PROBLEM REQUIREMENTS:
In the records below, the line with "and the spreadsheet" opens the range and the line with "Generative Language API." closes it; print that range exactly and nothing else.

GIVEN ENTRIES:
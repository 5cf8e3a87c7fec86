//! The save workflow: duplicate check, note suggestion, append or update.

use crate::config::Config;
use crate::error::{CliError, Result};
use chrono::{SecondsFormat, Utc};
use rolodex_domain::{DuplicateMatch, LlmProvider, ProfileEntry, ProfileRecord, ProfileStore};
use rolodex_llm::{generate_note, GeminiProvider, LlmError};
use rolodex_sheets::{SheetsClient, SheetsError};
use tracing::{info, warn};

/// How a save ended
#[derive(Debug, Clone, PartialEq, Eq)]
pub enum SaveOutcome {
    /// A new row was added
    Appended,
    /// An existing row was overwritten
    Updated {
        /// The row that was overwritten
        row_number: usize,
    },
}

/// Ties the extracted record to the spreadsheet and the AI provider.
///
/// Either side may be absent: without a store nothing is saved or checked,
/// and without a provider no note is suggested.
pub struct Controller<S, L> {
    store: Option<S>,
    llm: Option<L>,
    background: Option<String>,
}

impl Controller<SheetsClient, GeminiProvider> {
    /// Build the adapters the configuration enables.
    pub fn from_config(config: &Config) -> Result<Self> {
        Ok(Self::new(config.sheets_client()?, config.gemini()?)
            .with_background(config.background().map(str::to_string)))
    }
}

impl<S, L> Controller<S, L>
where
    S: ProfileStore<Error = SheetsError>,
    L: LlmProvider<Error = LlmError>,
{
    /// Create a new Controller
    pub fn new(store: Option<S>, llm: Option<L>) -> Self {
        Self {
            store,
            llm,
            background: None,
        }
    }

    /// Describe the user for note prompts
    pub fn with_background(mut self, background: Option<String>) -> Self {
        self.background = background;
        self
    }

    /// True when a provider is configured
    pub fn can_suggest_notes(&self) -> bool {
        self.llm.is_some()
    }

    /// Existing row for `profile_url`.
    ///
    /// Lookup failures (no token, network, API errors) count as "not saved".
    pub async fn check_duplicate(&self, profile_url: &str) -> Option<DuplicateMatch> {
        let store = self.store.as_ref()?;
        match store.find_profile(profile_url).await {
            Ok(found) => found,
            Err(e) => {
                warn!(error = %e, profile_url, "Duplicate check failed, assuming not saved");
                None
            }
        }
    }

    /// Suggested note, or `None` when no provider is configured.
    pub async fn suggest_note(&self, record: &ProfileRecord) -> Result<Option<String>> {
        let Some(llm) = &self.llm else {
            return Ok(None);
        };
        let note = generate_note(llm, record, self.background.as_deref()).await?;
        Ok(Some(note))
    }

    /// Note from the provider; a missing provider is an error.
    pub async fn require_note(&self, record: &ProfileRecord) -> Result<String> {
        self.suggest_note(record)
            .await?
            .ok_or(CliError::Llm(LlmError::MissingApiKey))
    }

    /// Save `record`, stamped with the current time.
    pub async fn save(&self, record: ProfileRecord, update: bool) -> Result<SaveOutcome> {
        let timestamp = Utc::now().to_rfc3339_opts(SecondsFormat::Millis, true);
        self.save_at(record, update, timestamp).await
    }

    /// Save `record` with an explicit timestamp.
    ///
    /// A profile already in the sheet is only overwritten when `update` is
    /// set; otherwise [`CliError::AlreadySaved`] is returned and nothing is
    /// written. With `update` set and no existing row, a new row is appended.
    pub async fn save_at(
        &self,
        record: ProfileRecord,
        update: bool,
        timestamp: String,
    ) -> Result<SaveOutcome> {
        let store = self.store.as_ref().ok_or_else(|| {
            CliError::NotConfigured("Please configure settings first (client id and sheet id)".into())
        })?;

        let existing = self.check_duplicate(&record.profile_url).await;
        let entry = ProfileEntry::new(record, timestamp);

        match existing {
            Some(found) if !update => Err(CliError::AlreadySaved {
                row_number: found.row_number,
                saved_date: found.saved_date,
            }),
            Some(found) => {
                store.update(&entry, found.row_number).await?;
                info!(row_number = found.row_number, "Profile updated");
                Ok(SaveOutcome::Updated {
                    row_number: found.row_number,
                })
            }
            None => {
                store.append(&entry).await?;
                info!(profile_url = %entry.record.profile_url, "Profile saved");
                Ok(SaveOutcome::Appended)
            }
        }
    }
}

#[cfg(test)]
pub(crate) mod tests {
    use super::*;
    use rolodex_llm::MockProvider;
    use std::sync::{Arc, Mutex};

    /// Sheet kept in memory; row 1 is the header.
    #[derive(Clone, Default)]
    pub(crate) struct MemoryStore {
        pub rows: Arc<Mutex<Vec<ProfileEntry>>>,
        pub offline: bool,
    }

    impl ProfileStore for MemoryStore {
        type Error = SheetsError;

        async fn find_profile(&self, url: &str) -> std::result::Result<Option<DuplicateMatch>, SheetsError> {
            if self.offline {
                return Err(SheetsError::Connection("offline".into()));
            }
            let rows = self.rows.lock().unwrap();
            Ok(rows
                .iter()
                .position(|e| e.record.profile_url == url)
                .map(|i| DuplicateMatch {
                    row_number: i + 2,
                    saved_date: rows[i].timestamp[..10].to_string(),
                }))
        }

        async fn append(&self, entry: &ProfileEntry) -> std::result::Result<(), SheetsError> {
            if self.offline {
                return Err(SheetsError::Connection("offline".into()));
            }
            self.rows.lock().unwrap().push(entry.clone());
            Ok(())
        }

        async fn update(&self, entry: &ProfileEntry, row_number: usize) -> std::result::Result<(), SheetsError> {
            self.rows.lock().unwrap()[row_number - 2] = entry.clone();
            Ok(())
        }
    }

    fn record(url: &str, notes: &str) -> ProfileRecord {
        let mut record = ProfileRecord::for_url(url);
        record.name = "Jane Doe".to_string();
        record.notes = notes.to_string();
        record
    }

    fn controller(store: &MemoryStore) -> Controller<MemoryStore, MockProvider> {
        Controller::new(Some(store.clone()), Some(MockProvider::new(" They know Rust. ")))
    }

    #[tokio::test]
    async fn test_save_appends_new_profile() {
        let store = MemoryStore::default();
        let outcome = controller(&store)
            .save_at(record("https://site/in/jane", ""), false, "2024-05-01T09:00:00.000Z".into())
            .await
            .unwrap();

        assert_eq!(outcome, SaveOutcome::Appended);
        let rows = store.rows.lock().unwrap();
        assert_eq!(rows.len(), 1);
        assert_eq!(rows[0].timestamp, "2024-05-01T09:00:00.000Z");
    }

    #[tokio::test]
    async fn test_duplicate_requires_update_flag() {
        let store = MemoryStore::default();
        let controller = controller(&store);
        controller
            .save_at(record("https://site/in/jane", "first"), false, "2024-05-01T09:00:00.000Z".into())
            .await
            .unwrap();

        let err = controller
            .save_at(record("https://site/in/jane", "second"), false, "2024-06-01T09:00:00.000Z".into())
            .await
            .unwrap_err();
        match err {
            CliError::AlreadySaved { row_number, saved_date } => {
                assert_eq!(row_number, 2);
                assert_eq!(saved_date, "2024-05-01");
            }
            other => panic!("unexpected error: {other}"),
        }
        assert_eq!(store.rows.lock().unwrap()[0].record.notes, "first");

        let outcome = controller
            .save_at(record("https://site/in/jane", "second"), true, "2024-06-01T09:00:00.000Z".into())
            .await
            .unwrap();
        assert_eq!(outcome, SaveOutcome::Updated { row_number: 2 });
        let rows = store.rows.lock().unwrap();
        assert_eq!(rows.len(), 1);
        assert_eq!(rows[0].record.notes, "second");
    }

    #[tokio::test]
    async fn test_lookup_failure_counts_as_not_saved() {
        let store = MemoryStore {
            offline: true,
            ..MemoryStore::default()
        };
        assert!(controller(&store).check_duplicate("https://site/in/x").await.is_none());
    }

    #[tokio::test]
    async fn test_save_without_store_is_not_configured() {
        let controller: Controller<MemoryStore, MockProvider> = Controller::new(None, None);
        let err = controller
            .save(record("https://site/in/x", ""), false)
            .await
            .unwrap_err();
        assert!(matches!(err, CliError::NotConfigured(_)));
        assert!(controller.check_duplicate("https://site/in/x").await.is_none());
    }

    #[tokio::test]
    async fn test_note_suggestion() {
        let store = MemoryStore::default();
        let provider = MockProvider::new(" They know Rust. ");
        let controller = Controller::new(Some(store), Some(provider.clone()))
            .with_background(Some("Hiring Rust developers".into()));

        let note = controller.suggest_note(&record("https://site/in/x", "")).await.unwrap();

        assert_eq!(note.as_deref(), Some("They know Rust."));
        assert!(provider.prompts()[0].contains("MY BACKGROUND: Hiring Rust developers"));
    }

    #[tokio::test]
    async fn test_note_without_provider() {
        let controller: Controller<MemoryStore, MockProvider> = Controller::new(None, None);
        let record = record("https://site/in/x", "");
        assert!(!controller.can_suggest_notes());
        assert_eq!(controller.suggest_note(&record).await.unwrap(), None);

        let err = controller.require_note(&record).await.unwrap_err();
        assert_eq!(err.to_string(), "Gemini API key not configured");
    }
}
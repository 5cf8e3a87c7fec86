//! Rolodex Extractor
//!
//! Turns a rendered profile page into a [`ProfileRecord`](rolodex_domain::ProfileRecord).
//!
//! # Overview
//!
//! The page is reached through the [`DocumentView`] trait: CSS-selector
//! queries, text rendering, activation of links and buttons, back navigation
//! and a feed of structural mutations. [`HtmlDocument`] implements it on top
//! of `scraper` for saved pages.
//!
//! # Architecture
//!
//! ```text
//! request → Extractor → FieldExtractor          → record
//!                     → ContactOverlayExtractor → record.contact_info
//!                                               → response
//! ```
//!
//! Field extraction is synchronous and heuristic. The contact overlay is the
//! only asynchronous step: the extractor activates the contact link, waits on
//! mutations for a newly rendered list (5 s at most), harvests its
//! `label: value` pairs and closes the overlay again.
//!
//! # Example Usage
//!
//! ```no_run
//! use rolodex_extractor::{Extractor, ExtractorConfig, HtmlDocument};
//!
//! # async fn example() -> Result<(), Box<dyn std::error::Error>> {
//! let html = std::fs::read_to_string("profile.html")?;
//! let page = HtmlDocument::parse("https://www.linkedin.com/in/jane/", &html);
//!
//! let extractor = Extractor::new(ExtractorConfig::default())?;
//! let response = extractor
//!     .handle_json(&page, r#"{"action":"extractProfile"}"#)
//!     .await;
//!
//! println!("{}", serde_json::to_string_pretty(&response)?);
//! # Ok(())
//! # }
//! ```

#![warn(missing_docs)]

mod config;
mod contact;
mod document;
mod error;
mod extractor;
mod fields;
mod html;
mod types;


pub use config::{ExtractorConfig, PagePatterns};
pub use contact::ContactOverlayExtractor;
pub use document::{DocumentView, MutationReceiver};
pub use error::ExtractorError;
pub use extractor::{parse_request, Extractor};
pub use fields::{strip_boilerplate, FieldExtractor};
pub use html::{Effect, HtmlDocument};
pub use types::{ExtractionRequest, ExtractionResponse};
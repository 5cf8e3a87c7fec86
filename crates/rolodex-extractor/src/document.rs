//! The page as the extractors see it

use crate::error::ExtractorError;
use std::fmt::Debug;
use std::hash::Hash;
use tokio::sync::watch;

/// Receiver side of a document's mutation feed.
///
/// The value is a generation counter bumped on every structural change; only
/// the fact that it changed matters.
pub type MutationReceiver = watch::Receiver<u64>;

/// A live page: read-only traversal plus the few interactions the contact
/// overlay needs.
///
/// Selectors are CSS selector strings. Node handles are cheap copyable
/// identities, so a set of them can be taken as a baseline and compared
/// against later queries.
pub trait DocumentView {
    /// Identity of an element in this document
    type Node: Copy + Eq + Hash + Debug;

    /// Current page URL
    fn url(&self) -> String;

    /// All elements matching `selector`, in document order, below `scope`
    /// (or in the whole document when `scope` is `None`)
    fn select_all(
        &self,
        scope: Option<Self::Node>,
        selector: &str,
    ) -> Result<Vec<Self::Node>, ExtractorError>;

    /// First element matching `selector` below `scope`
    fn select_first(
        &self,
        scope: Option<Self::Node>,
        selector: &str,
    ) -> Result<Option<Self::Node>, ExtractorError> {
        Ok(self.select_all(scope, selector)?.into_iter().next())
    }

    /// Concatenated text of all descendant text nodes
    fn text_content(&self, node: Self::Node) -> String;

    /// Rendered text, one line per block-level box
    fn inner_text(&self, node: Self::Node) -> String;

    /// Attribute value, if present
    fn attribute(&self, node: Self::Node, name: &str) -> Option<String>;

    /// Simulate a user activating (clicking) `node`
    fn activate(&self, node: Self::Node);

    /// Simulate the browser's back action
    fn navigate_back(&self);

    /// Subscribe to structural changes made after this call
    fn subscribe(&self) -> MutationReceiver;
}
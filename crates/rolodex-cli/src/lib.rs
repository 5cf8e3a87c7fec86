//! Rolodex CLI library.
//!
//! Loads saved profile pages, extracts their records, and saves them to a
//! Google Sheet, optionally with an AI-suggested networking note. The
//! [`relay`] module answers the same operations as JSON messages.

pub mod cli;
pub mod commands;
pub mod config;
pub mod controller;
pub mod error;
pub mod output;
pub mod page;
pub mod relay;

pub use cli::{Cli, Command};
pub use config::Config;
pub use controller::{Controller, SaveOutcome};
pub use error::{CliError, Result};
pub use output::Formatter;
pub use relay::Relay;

...

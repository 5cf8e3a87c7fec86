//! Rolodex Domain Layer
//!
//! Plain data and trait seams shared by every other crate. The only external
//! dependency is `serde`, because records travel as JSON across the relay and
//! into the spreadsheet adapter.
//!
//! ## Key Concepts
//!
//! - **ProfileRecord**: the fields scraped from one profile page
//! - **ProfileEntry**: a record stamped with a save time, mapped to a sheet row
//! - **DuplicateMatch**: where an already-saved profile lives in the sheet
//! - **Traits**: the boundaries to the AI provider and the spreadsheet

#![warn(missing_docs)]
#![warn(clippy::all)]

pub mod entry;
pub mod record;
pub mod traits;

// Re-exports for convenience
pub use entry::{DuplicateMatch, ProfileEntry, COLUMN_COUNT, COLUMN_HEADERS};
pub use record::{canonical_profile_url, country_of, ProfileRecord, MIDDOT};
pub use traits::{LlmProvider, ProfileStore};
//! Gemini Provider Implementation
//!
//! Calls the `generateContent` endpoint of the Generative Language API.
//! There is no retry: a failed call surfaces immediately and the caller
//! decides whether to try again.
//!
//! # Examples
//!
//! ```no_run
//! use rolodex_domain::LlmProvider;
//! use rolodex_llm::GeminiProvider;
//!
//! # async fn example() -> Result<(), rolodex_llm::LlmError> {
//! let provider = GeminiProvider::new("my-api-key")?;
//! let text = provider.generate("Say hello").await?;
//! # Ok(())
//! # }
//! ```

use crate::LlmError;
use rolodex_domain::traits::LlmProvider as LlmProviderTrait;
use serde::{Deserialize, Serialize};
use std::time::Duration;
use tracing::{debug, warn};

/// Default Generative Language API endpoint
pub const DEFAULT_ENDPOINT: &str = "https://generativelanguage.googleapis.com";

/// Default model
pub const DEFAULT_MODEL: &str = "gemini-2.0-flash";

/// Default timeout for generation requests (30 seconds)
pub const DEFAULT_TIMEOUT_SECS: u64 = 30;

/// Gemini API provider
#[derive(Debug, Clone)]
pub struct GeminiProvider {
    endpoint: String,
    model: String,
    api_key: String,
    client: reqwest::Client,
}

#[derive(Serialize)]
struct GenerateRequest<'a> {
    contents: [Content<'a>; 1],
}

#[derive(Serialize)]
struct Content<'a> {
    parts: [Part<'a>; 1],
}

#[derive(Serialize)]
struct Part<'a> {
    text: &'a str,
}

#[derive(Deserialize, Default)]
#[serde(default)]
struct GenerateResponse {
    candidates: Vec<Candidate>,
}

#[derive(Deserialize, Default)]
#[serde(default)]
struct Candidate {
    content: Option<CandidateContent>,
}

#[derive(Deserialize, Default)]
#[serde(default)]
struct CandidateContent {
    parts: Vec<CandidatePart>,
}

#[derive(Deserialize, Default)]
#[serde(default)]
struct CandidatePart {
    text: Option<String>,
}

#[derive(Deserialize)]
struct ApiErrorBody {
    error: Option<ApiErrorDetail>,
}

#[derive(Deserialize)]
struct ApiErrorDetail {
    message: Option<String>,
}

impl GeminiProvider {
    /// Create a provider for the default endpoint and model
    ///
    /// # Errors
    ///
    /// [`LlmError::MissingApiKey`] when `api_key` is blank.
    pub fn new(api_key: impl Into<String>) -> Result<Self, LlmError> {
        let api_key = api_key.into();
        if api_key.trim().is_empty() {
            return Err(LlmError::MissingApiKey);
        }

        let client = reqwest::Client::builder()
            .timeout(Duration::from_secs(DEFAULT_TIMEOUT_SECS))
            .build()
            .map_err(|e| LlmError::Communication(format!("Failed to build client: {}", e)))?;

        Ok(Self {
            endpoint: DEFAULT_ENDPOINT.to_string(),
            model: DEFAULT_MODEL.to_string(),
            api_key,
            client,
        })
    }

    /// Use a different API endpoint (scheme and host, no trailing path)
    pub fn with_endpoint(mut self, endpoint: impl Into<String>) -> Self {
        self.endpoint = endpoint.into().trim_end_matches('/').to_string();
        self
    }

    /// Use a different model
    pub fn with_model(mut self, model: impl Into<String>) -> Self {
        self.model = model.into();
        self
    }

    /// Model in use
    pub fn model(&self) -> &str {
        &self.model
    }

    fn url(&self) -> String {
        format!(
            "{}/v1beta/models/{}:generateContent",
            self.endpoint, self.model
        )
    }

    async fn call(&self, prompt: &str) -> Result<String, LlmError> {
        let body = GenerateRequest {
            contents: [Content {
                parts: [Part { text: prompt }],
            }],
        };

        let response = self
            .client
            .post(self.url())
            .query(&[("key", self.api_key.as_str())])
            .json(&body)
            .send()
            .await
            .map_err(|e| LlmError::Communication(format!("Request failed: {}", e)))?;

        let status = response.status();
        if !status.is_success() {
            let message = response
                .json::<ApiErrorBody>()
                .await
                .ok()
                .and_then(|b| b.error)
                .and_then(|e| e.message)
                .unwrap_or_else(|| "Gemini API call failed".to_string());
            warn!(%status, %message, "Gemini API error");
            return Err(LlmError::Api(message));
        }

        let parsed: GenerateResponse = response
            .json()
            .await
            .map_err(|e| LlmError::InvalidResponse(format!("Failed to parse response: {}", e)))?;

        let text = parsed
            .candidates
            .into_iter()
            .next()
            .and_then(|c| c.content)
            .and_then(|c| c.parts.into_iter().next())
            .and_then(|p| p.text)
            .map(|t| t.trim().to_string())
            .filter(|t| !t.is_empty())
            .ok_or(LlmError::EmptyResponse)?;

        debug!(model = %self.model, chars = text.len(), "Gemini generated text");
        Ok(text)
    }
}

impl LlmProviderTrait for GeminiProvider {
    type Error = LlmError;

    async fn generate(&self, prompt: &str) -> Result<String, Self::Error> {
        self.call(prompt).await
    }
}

...

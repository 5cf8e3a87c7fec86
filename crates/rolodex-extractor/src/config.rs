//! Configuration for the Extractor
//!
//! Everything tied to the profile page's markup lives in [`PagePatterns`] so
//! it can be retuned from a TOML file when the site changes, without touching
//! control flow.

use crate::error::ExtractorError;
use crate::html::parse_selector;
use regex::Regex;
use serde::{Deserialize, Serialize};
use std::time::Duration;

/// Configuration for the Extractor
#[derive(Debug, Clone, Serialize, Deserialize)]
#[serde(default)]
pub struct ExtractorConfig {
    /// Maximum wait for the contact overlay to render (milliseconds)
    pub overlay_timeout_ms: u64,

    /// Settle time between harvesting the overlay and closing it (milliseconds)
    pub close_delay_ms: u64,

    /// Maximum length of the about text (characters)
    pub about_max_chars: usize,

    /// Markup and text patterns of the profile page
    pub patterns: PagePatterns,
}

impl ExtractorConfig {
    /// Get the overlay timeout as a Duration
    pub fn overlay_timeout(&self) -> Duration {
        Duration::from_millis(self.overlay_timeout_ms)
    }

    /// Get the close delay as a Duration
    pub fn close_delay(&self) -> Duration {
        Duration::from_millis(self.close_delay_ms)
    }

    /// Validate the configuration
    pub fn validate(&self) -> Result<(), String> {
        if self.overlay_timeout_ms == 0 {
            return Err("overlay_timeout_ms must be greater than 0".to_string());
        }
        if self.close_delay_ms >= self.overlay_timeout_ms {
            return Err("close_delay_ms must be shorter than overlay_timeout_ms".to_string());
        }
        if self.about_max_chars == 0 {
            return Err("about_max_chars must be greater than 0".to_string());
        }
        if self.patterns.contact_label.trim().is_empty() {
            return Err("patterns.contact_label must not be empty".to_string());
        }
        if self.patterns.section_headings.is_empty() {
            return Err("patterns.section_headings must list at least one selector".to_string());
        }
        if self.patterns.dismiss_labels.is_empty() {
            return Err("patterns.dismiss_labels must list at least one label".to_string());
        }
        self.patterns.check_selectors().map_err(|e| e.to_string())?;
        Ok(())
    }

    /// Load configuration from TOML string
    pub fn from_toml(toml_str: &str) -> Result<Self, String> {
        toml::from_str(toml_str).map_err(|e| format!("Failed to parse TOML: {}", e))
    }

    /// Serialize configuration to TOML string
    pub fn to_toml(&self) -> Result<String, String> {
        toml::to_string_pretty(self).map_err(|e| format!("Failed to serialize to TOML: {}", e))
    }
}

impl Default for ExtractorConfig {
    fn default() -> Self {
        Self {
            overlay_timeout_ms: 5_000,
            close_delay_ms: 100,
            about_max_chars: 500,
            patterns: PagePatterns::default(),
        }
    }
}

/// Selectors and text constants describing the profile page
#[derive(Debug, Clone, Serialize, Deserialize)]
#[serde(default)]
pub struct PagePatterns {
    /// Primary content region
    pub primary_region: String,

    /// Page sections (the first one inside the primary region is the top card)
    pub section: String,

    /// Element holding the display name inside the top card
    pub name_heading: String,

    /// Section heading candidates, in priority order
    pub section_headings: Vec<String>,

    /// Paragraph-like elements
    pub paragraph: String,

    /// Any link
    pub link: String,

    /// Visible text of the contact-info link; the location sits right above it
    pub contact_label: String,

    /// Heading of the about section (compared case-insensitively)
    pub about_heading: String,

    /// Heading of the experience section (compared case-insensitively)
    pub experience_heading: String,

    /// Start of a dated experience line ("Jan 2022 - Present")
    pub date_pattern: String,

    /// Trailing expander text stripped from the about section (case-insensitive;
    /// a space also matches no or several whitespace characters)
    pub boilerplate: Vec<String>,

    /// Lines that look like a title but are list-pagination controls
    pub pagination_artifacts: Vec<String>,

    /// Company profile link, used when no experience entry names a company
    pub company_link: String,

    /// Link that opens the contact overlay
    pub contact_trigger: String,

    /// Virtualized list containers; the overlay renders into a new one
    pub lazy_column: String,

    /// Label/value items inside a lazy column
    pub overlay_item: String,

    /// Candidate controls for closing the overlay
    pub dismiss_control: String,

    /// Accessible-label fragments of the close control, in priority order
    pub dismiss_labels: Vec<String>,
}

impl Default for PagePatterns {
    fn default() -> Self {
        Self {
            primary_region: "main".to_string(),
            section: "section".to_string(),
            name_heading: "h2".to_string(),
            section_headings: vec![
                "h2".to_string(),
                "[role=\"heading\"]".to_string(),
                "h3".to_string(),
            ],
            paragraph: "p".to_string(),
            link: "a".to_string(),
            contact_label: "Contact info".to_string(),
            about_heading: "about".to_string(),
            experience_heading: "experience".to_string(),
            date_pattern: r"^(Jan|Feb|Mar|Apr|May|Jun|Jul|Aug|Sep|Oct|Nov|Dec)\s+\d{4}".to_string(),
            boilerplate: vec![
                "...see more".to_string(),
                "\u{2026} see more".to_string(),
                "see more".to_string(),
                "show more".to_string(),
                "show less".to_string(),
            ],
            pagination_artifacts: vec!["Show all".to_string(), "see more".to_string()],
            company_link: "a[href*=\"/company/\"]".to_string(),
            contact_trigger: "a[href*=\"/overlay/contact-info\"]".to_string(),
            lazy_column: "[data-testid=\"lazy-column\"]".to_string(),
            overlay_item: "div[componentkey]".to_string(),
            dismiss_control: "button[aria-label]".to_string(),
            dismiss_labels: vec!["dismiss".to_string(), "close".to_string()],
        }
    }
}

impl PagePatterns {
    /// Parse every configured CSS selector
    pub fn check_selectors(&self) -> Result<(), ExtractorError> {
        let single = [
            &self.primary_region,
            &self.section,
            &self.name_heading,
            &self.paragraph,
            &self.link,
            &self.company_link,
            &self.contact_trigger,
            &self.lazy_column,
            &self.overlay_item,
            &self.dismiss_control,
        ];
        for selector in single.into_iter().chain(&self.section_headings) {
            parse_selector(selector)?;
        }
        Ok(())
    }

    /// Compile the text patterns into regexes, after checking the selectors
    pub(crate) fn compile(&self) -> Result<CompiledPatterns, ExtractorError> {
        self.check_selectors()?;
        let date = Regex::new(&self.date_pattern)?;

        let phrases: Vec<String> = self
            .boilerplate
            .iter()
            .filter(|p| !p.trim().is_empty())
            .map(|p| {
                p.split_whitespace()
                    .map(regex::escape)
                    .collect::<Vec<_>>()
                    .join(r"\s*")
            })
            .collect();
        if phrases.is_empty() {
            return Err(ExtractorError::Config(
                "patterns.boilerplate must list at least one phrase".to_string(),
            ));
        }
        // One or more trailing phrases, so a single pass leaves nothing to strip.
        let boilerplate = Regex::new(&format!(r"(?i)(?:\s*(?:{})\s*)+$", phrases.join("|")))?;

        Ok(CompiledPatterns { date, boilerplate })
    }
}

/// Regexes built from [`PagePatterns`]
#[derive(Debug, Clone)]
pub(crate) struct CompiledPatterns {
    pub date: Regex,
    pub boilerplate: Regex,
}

WRITTEN ANSWER:
//! - **Traits**: the boundaries to the AI provider and the spreadsheet

#![warn(missing_docs)]
#![warn(clippy::all)]

pub mod entry;
pub mod record;
pub mod traits;

// Re-exports for convenience
pub use entry::{DuplicateMatch, ProfileEntry, COLUMN_COUNT, COLUMN_HEADERS};
pub use record::{canonical_profile_url, country_of, ProfileRecord, MIDDOT};
pub use traits::{LlmProvider, ProfileStore};
//! Gemini Provider Implementation
//!
//! Calls the `generateContent` endpoint of the Generative Language API.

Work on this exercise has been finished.